Hafta sonunu Ankara’da geçirdim. Ama başlıktaki muamma bana ait değil, Almanya’nın ‘derin devlet’ sorunları. İletişim Yayınları’nın siyasi polisiye yazarı Wolfgang Schorlau’nun üç kitabından kaynaklanıyorlar: “Mavi Liste: Dengler’in İlk Vakası / Die blau Liste: Denglers erster Fall”, “Koruyan El / Die Schützende Hand” ve “Münih Komplosu / Das München-Komplott”.
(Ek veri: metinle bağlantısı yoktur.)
//! Core Janitor implementation

use crate::{JanitorConfig, JanitorError, JanitorMetrics};
use std::time::{SystemTime, UNIX_EPOCH};
use tracing::{debug, info};
use trellis_domain::traits::GraphStore;
use trellis_domain::EvictionStats;

fn current_timestamp() -> u64 {
    SystemTime::now()
        .duration_since(UNIX_EPOCH)
        .unwrap()
        .as_secs()
}

/// Result of an opportunistic sweep attempt.
#[derive(Debug, Clone, Copy, PartialEq, Eq)]
pub enum SweepOutcome {
    /// The pass ran; these are its counts
    Swept(EvictionStats),
    /// Suppressed by the once-per-gap throttle
    Skipped,
}

/// Removes aged content and page nodes from a graph store.
///
/// Concept nodes are deliberately never touched. With the cascade enabled,
/// edges whose endpoints disappeared are removed in the same pass.
pub struct Janitor {
    config: JanitorConfig,
    metrics: JanitorMetrics,
}

impl Janitor {
    /// Create a new Janitor with the given configuration.
    pub fn new(config: JanitorConfig) -> Self {
        Self {
            config,
            metrics: JanitorMetrics::new(),
        }
    }

    /// Get a reference to the accumulated metrics.
    pub fn metrics(&self) -> &JanitorMetrics {
        &self.metrics
    }

    /// Opportunistic sweep: runs only when the configured gap has elapsed
    /// since the last recorded pass.
    pub fn maybe_sweep<S: GraphStore>(
        &mut self,
        store: &mut S,
    ) -> Result<SweepOutcome, JanitorError>
    where
        S::Error: std::fmt::Display,
    {
        let now = current_timestamp();
        let last = store
            .last_cleanup()
            .map_err(|e| JanitorError::Store(e.to_string()))?;

        if let Some(last) = last {
            if now.saturating_sub(last) < self.config.min_pass_gap().as_secs() {
                debug!("eviction pass skipped, last ran {}s ago", now - last);
                self.metrics.record_skip();
                return Ok(SweepOutcome::Skipped);
            }
        }

        let stats = self.sweep_at(store, now)?;
        Ok(SweepOutcome::Swept(stats))
    }

    /// Unthrottled sweep, for explicit operator invocation.
    pub fn sweep<S: GraphStore>(&mut self, store: &mut S) -> Result<EvictionStats, JanitorError>
    where
        S::Error: std::fmt::Display,
    {
        self.sweep_at(store, current_timestamp())
    }

    fn sweep_at<S: GraphStore>(
        &mut self,
        store: &mut S,
        now: u64,
    ) -> Result<EvictionStats, JanitorError>
    where
        S::Error: std::fmt::Display,
    {
        let cutoff = now.saturating_sub(self.config.max_content_age().as_secs());

        let stats = store
            .evict_older_than(cutoff, self.config.cascade_evict_edges)
            .map_err(|e| JanitorError::Store(e.to_string()))?;
        store
            .record_cleanup(now)
            .map_err(|e| JanitorError::Store(e.to_string()))?;

        self.metrics.record_sweep(stats);
        info!(
            content = stats.content_removed,
            nodes = stats.nodes_removed,
            edges = stats.edges_removed,
            "eviction pass complete"
        );
        Ok(stats)
    }
}

#[cfg(test)]
mod tests {
    use super::*;
    use trellis_domain::{EdgeKind, GraphEdge, GraphNode};
    use trellis_store::SqliteStore;

    const DAY: u64 = 86400;

    fn seeded_store(now: u64) -> SqliteStore {
        let mut store = SqliteStore::new(":memory:").unwrap();

        let old_page = GraphNode::page("https://example.com/old", "Old", 5.0, now - 8 * DAY);
        let new_page = GraphNode::page("https://example.com/new", "New", 5.0, now - DAY);
        let concept = GraphNode::concept("ai", old_page.id.clone(), now - 8 * DAY);

        store.upsert_node(old_page.clone()).unwrap();
        store.upsert_node(new_page.clone()).unwrap();
        store.upsert_node(concept.clone()).unwrap();
        store
            .add_edge(GraphEdge::new(
                old_page.id,
                concept.id.clone(),
                EdgeKind::RelatesTo,
                0.5,
                "mentions",
                now - 8 * DAY,
            ))
            .unwrap();
        store
            .add_edge(GraphEdge::new(
                new_page.id,
                concept.id,
                EdgeKind::RelatesTo,
                0.5,
                "mentions",
                now - DAY,
            ))
            .unwrap();

        store
    }

    #[test]
    fn test_sweep_removes_aged_pages_and_cascades_edges() {
        let now = current_timestamp();
        let mut store = seeded_store(now);
        let mut janitor = Janitor::new(JanitorConfig::default());

        let stats = janitor.sweep(&mut store).unwrap();
        assert_eq!(stats.nodes_removed, 1);
        assert_eq!(stats.edges_removed, 1);

        let snapshot = store.graph_snapshot().unwrap();
        // Concept plus the fresh page survive; no dangling edges remain.
        assert_eq!(snapshot.nodes.len(), 2);
        assert_eq!(snapshot.edges.len(), 1);
        for edge in &snapshot.edges {
            assert!(store.get_node(&edge.source).unwrap().is_some());
            assert!(store.get_node(&edge.target).unwrap().is_some());
        }
    }

    #[test]
    fn test_maybe_sweep_throttles_to_gap() {
        let now = current_timestamp();
        let mut store = seeded_store(now);
        let mut janitor = Janitor::new(JanitorConfig::default());

        let first = janitor.maybe_sweep(&mut store).unwrap();
        assert!(matches!(first, SweepOutcome::Swept(_)));

        let second = janitor.maybe_sweep(&mut store).unwrap();
        assert_eq!(second, SweepOutcome::Skipped);

        assert_eq!(janitor.metrics().sweep_count, 1);
        assert_eq!(janitor.metrics().skipped_count, 1);
    }

    #[test]
    fn test_maybe_sweep_runs_after_gap_elapsed() {
        let now = current_timestamp();
        let mut store = seeded_store(now);
        // Pretend the previous pass ran two days ago.
        store.record_cleanup(now - 2 * DAY).unwrap();

        let mut janitor = Janitor::new(JanitorConfig::default());
        let outcome = janitor.maybe_sweep(&mut store).unwrap();
        assert!(matches!(outcome, SweepOutcome::Swept(_)));
    }

    #[test]
    fn test_forced_sweep_ignores_throttle() {
        let now = current_timestamp();
        let mut store = seeded_store(now);
        store.record_cleanup(now).unwrap();

        let mut janitor = Janitor::new(JanitorConfig::default());
        // maybe_sweep would skip; sweep runs regardless.
        assert!(janitor.sweep(&mut store).is_ok());
        assert_eq!(janitor.metrics().sweep_count, 1);
    }
}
Peki, ben meseleye nasıl dahil oldum? Diziyi yayına hazırlayan Tanıl Bora sayesinde. Kitapları Türkçe’ye Hulki Demirel kazandırmış. Dizi Yayın Yönetmeni, Murat Belge. Yayına Hazırlayan ise Tanıl Bora. Tanıl bana e-mail atmış, ille de Ankara’ya gitmemi istemiş. 15 Aralık Cuma saat 18:00’de Goethe Institut’ta “Türkiye ve Almanya Boyutuyla Siyasi Polisiye Edebiyatı” konuşulacakmış. Katılanlar, yukarıdaki kitapların yazarı Wolfgang Schorlau ile ben, moderatör de Tanıl’ın kendisi.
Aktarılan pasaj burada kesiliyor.